Governor Andrew Cuomo is again examining mistakes made abroad in preparation for allowing in-person schooling to continue as New Yorkers continue to see a low COVID-19 infection rate in comparison to other states.
The governor says Israel will act as a warning to New York in terms of putting kids back in classrooms, but that teachers would not be forced to return to work if they feel unsafe for the time being. However, if the infection rate hits 9 percent, schools would go back to remote learning.
Some school districts have issued plans to the state that need to be approved before children to return, but Cuomo acknowledged that remote learning was not an “equitable” scenario due to the rapid transition from the onset of COVID-19 in March.
“Israel is fighting a second wave after opening schools,” Cuomo said. “It’s about the parents being comfortable. Just because the school district says we’re open does not mean students are going to go, I can tell you that right now … It is going to be dependent on the school district’s plan and there’s going to have to be some dialogue because the plans are going to generate questions from the parents. That dialogue is going to be important because if parents don’t feel comfortable, they’re not going to send the children.”
Testing capacity will be just one hurdle for reopening even though as of Sunday the state had completed up to 6 million tests since the pandemic began, according to Cuomo — almost 59,000 on Saturday alone.
Whether or not teacher unions could make the reopening of school more difficult, Cuomo said their level of comfort would need to be taken into account as well.
“If the union isn’t comfortable with a plan, I don’t know that it would have to come down to a strike, but if the union and the teachers aren’t comfortable then they’re not going to show up and that’s a problem,” Cuomo said. “This is about common sense and public health.”
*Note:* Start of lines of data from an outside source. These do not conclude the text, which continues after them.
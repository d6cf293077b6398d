use chrono::TimeDelta;
use serde::{Deserialize, Serialize};
use std::env;

#[derive(Debug, Clone, Serialize, Deserialize, Default)]
pub struct Config {
    #[serde(default)]
    pub server: ServerConfig,
    #[serde(default)]
    pub twilio: TwilioConfig,
    #[serde(default)]
    pub intake: IntakeConfig,
    #[serde(default)]
    pub phone: PhoneConfig,
    #[serde(default)]
    pub forms: FormsConfig,
}

#[derive(Debug, Clone, Serialize, Deserialize)]
pub struct ServerConfig {
    pub host: String,
    pub port: u16,
    /// 为空时允许任意来源
    #[serde(default)]
    pub allowed_origins: Vec<String>,
}

impl Default for ServerConfig {
    fn default() -> Self {
        Self {
            host: "0.0.0.0".to_string(),
            port: 8080,
            allowed_origins: Vec::new(),
        }
    }
}

#[derive(Debug, Clone, Serialize, Deserialize)]
pub struct TwilioConfig {
    #[serde(default)]
    pub account_sid: String,
    #[serde(default)]
    pub auth_token: String,
    #[serde(default)]
    pub verify_service_sid: String,
    #[serde(default = "default_verify_base_url")]
    pub base_url: String,
    #[serde(default)]
    pub request_timeout_secs: Option<u64>,
}

fn default_verify_base_url() -> String {
    "https://verify.twilio.com".to_string()
}

impl Default for TwilioConfig {
    fn default() -> Self {
        Self {
            account_sid: String::new(),
            auth_token: String::new(),
            verify_service_sid: String::new(),
            base_url: default_verify_base_url(),
            request_timeout_secs: None,
        }
    }
}

impl TwilioConfig {
    /// 三项凭据齐全才允许发起验证请求
    pub fn is_complete(&self) -> bool {
        !self.account_sid.trim().is_empty()
            && !self.auth_token.trim().is_empty()
            && !self.verify_service_sid.trim().is_empty()
    }
}

#[derive(Debug, Clone, Copy, Serialize, Deserialize, PartialEq, Eq, Default)]
#[serde(rename_all = "snake_case")]
pub enum DeliveryMode {
    /// 只要传输层没有报错就视为成功，不读取响应体
    #[default]
    FireAndForget,
    /// 要求 2xx 响应
    Acknowledged,
}

impl std::str::FromStr for DeliveryMode {
    type Err = String;

    fn from_str(s: &str) -> Result<Self, Self::Err> {
        match s.trim().to_ascii_lowercase().as_str() {
            "fire_and_forget" => Ok(DeliveryMode::FireAndForget),
            "acknowledged" => Ok(DeliveryMode::Acknowledged),
            other => Err(format!("unknown intake delivery mode: {other}")),
        }
    }
}

#[derive(Debug, Clone, Serialize, Deserialize, Default)]
pub struct IntakeConfig {
    #[serde(default)]
    pub endpoint_url: String,
    #[serde(default)]
    pub delivery_mode: DeliveryMode,
    #[serde(default)]
    pub request_timeout_secs: Option<u64>,
}

impl IntakeConfig {
    pub fn is_complete(&self) -> bool {
        !self.endpoint_url.trim().is_empty()
    }
}

#[derive(Debug, Clone, Serialize, Deserialize)]
pub struct PhoneConfig {
    #[serde(default = "default_country_code")]
    pub default_country_code: String,
}

fn default_country_code() -> String {
    "+91".to_string()
}

impl Default for PhoneConfig {
    fn default() -> Self {
        Self {
            default_country_code: default_country_code(),
        }
    }
}

impl PhoneConfig {
    /// 统一为 "+<digits>" 形式
    pub fn country_code(&self) -> String {
        let code = self.default_country_code.trim();
        if code.starts_with('+') {
            code.to_string()
        } else {
            format!("+{code}")
        }
    }
}

/// 表单存活时间上限：7 天
pub const MAX_FORM_TTL_SECS: u64 = 7 * 24 * 3600;

#[derive(Debug, Clone, Serialize, Deserialize)]
#[serde(default)]
pub struct FormsConfig {
    pub ttl_secs: u64,
    pub purge_interval_secs: u64,
    /// 同时存在的表单数上限
    pub max_open_forms: usize,
}

impl Default for FormsConfig {
    fn default() -> Self {
        Self {
            ttl_secs: 1800,
            purge_interval_secs: 60,
            max_open_forms: 10_000,
        }
    }
}

impl FormsConfig {
    pub fn ttl(&self) -> anyhow::Result<TimeDelta> {
        if self.ttl_secs == 0 || self.ttl_secs > MAX_FORM_TTL_SECS {
            anyhow::bail!(
                "forms.ttl_secs must be between 1 and {MAX_FORM_TTL_SECS}, got {}",
                self.ttl_secs
            );
        }
        i64::try_from(self.ttl_secs)
            .ok()
            .and_then(TimeDelta::try_seconds)
            .ok_or_else(|| anyhow::anyhow!("forms.ttl_secs is out of range: {}", self.ttl_secs))
    }

    pub fn validate(&self) -> anyhow::Result<()> {
        self.ttl()?;
        if self.purge_interval_secs == 0 {
            anyhow::bail!("forms.purge_interval_secs must be greater than 0");
        }
        if self.max_open_forms == 0 {
            anyhow::bail!("forms.max_open_forms must be greater than 0");
        }
        Ok(())
    }
}

impl Config {
    pub fn from_toml() -> anyhow::Result<Self> {
        let config_path = env::var("CONFIG_PATH").unwrap_or_else(|_| "config.toml".to_string());
        use std::io::ErrorKind;

        // 配置文件不存在时完全依赖环境变量与默认值
        let mut config: Config = match std::fs::read_to_string(&config_path) {
            Ok(config_str) => Self::parse(&config_str)?,
            Err(e) if e.kind() == ErrorKind::NotFound => {
                log::info!("Config file {config_path} not found, using environment only");
                Config::default()
            }
            Err(e) => {
                return Err(anyhow::anyhow!("failed to read config file {config_path}: {e}"));
            }
        };

        config.apply_env_overrides()?;
        config.validate()?;
        Ok(config)
    }

    /// 启动前检查取值范围，越界时拒绝启动
    pub fn validate(&self) -> anyhow::Result<()> {
        self.forms.validate()
    }

    pub fn parse(config_str: &str) -> anyhow::Result<Self> {
        toml::from_str(config_str)
            .map_err(|e| anyhow::anyhow!("failed to parse config file: {e}"))
    }

    fn apply_env_overrides(&mut self) -> anyhow::Result<()> {
        if let Ok(v) = env::var("SERVER_HOST") {
            self.server.host = v;
        }
        if let Ok(v) = env::var("SERVER_PORT") {
            self.server.port = v
                .parse()
                .map_err(|_| anyhow::anyhow!("invalid SERVER_PORT: {v}"))?;
        }
        if let Ok(v) = env::var("CORS_ALLOWED_ORIGINS") {
            self.server.allowed_origins = v
                .split(',')
                .map(str::trim)
                .filter(|s| !s.is_empty())
                .map(str::to_string)
                .collect();
        }

        // Twilio Verify
        if let Ok(v) = env::var("TWILIO_ACCOUNT_SID") {
            self.twilio.account_sid = v;
        }
        if let Ok(v) = env::var("TWILIO_AUTH_TOKEN") {
            self.twilio.auth_token = v;
        }
        if let Ok(v) = env::var("TWILIO_VERIFY_SERVICE_SID") {
            self.twilio.verify_service_sid = v;
        }
        if let Ok(v) = env::var("TWILIO_VERIFY_BASE_URL") {
            self.twilio.base_url = v;
        }

        // 线索接收端
        if let Ok(v) = env::var("INTAKE_ENDPOINT_URL") {
            self.intake.endpoint_url = v;
        }
        if let Ok(v) = env::var("INTAKE_DELIVERY_MODE") {
            self.intake.delivery_mode = v.parse().map_err(|e: String| anyhow::anyhow!(e))?;
        }

        if let Ok(v) = env::var("DEFAULT_COUNTRY_CODE") {
            self.phone.default_country_code = v;
        }
        if let Ok(v) = env::var("FORM_TTL_SECS") {
            self.forms.ttl_secs = v
                .parse()
                .map_err(|_| anyhow::anyhow!("invalid FORM_TTL_SECS: {v}"))?;
        }
        if let Ok(v) = env::var("FORM_PURGE_INTERVAL_SECS") {
            self.forms.purge_interval_secs = v
                .parse()
                .map_err(|_| anyhow::anyhow!("invalid FORM_PURGE_INTERVAL_SECS: {v}"))?;
        }
        if let Ok(v) = env::var("FORM_MAX_OPEN") {
            self.forms.max_open_forms = v
                .parse()
                .map_err(|_| anyhow::anyhow!("invalid FORM_MAX_OPEN: {v}"))?;
        }

        Ok(())
    }
}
Mayor Bill de Blasio outlined a basic citywide plan on Friday in which schools will reopen in the fall, but only if the infection rate for the general public remains below 3 percent. Social distancing guidelines will be applied to classrooms as well as free personal protective equipment provided at no cost, according to de Blasio. Schools will be cleaned daily and nightly.
Students and education staff will also be given priority testing by the city.
This story first appeared on amny.com.